Re: [PATCH v4 00/24] DEPT(Dependency Tracker)

2022-03-20 Thread Byungchul Park
On Fri, Mar 18, 2022 at 04:51:29PM +0900, Byungchul Park wrote:
> On Wed, Mar 16, 2022 at 09:30:02AM +, Hyeonggon Yoo wrote:
> > On Wed, Mar 16, 2022 at 01:32:13PM +0900, Byungchul Park wrote:
> > > On Sat, Mar 12, 2022 at 01:53:26AM +, Hyeonggon Yoo wrote:
> > > > On Fri, Mar 04, 2022 at 04:06:19PM +0900, Byungchul Park wrote:
> > > > > Hi Linus and folks,
> > > > > 
> > > > > I've been developing a tool for detecting deadlock possibilities by
> > > > > tracking wait/event rather than lock(?) acquisition order to try to
> > > > > cover all synchonization machanisms.

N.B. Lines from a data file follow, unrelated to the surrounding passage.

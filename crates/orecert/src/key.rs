//! Key pair generation over the supported algorithm set.
//!
//! The closed [`PrivateKey`] variant is the single dispatch point for
//! cryptographic agility: every encode and sign call site matches
//! exhaustively over {RSA, ECDSA-P256, Ed25519}.

use rand::rngs::OsRng;
use rsa::pkcs8::{EncodePrivateKey, LineEnding};
use rsa::RsaPrivateKey;
use serde::{Deserialize, Serialize};
use zeroize::Zeroizing;

use crate::error::{CaError, Result};

/// Default RSA modulus size in bits.
pub const DEFAULT_RSA_BITS: u32 = 2048;

/// Supported key algorithms.
#[derive(Debug, Clone, Copy, PartialEq, Eq, Serialize, Deserialize)]
#[serde(rename_all = "lowercase")]
pub enum KeyAlgorithm {
    /// RSA with a configurable modulus size.
    Rsa,
    /// ECDSA over the P-256 curve.
    Ecdsa,
    /// Ed25519.
    Ed25519,
}

impl KeyAlgorithm {
    /// Parse an algorithm token. The empty string defaults to RSA,
    /// matching the config-file behavior.
    pub fn parse(token: &str) -> Result<Self> {
        match token {
            "rsa" | "" => Ok(Self::Rsa),
            "ecdsa" => Ok(Self::Ecdsa),
            "ed25519" => Ok(Self::Ed25519),
            other => Err(CaError::UnsupportedAlgorithm(other.to_string())),
        }
    }

    /// Display label used in issuance metadata.
    pub fn label(self, rsa_bits: u32) -> String {
        match self {
            Self::Rsa => format!("RSA-{rsa_bits}"),
            Self::Ecdsa => "ECDSA-P256".to_string(),
            Self::Ed25519 => "Ed25519".to_string(),
        }
    }
}

/// A private key tagged with its algorithm.
///
/// Owned by the component that generated it until persisted; nothing is
/// cached across invocations.
pub enum PrivateKey {
    Rsa(RsaPrivateKey),
    EcdsaP256(p256::SecretKey),
    Ed25519(ed25519_dalek::SigningKey),
}

impl PrivateKey {
    /// Generate a fresh key pair.
    ///
    /// `rsa_bits` applies to RSA only; zero falls back to
    /// [`DEFAULT_RSA_BITS`]. ECDSA always uses P-256 and Ed25519 takes
    /// no size parameter.
    pub fn generate(algorithm: KeyAlgorithm, rsa_bits: u32) -> Result<Self> {
        match algorithm {
            KeyAlgorithm::Rsa => {
                let bits = if rsa_bits == 0 { DEFAULT_RSA_BITS } else { rsa_bits };
                let key = RsaPrivateKey::new(&mut OsRng, bits as usize)
                    .map_err(|e| CaError::KeyGeneration(e.to_string()))?;
                Ok(Self::Rsa(key))
            }
            KeyAlgorithm::Ecdsa => Ok(Self::EcdsaP256(p256::SecretKey::random(&mut OsRng))),
            KeyAlgorithm::Ed25519 => {
                Ok(Self::Ed25519(ed25519_dalek::SigningKey::generate(&mut OsRng)))
            }
        }
    }

    /// The algorithm this key was generated for.
    pub fn algorithm(&self) -> KeyAlgorithm {
        match self {
            Self::Rsa(_) => KeyAlgorithm::Rsa,
            Self::EcdsaP256(_) => KeyAlgorithm::Ecdsa,
            Self::Ed25519(_) => KeyAlgorithm::Ed25519,
        }
    }

    /// PKCS#8 DER encoding, used for comparisons and conversions.
    pub fn to_pkcs8_der(&self) -> Result<Zeroizing<Vec<u8>>> {
        let doc = match self {
            Self::Rsa(key) => key.to_pkcs8_der(),
            Self::EcdsaP256(key) => key.to_pkcs8_der(),
            Self::Ed25519(key) => key.to_pkcs8_der(),
        }
        .map_err(|e| CaError::InvalidKeyFormat(e.to_string()))?;
        Ok(Zeroizing::new(doc.as_bytes().to_vec()))
    }

    /// Convert into an rcgen signing handle for certificate/CRL builds.
    pub(crate) fn signing_key(&self) -> Result<rcgen::KeyPair> {
        let pem = self.pkcs8_pem()?;
        let alg = match self {
            Self::Rsa(_) => &rcgen::PKCS_RSA_SHA256,
            Self::EcdsaP256(_) => &rcgen::PKCS_ECDSA_P256_SHA256,
            Self::Ed25519(_) => &rcgen::PKCS_ED25519,
        };
        rcgen::KeyPair::from_pem_and_sign_algo(&pem, alg)
            .map_err(|e| CaError::InvalidKeyFormat(e.to_string()))
    }

    fn pkcs8_pem(&self) -> Result<Zeroizing<String>> {
        match self {
            Self::Rsa(key) => key.to_pkcs8_pem(LineEnding::LF),
            Self::EcdsaP256(key) => key.to_pkcs8_pem(LineEnding::LF),
            Self::Ed25519(key) => key.to_pkcs8_pem(LineEnding::LF),
        }
        .map_err(|e| CaError::InvalidKeyFormat(e.to_string()))
    }
}

impl std::fmt::Debug for PrivateKey {
    fn fmt(&self, f: &mut std::fmt::Formatter<'_>) -> std::fmt::Result {
        // Never print key material.
        f.debug_tuple("PrivateKey").field(&self.algorithm()).finish()
    }
}
//! SHA-256 helpers via `ring::digest`.

use ring::digest::{digest, SHA256};

/// Compute SHA-256 of raw bytes, lowercase hex.
#[must_use]
pub fn sha256_hex(data: &[u8]) -> String {
    hex::encode(digest(&SHA256, data).as_ref())
}

/// Certificate fingerprint: SHA-256 of the DER, colon-delimited
/// uppercase hex (`AB:CD:...`).
#[must_use]
pub fn fingerprint(der: &[u8]) -> String {
    digest(&SHA256, der)
        .as_ref()
        .iter()
        .map(|b| format!("{b:02X}"))
        .collect::<Vec<_>>()
        .join(":")
}

/// Uppercase hex rendering of a serial number with leading zeros
/// trimmed, matching `big.Int.Text(16)` style output.
#[must_use]
pub fn serial_hex(serial: &[u8]) -> String {
    let full = hex::encode_upper(serial);
    let trimmed = full.trim_start_matches('0');
    if trimmed.is_empty() {
        "0".to_string()
    } else {
        trimmed.to_string()
    }
}
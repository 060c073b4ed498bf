//! `orecert revoke` - append a certificate to the ledger.

use anyhow::Result;

use super::Context;
use crate::cli::args::RevokeArgs;

pub fn execute(ctx: Context, args: RevokeArgs) -> Result<()> {
    let profile = crate::config::load_profile(&args.profile)?;
    let root = ctx.root()?;

    let summary = orecert::revoke(&ctx.config, &root, &profile.cn)?;

    println!("✅ {}", summary.path.display());
    Ok(())
}
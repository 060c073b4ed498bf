//! orecert - local certificate authority CLI.

use anyhow::Result;

fn main() -> Result<()> {
    orecert_cli::run()
}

It's done on v5.17-rc1 tag.
> > > > > 
> > > > > https://github.com/lgebyungchulpark/linux-dept/commits/dept1.14_on_v5.17-rc1
> > > > >
> > > > 
> > > > Small feedback unrelated to thread:
> > > > I'm not sure "Need to expand the ring buffer" is something to call
> > > > WARN(). Is this stack trace useful for something?
> > > > 
> > > > 
> > > > Hello Byungchul. These are two warnings of DEPT on system.
> > > 
> > > Hi Hyeonggon,
> > > 
> > > Could you run scripts/decode_stacktrace.sh and share the result instead
> > > of the raw format below if the reports still appear with PATCH v5? It'd
> > > be appreciated (:
> > >
> > 
> > Hi Byungchul.
> > 
> > on dept1.18_on_v5.17-rc7, the kernel_clone() warning has gone.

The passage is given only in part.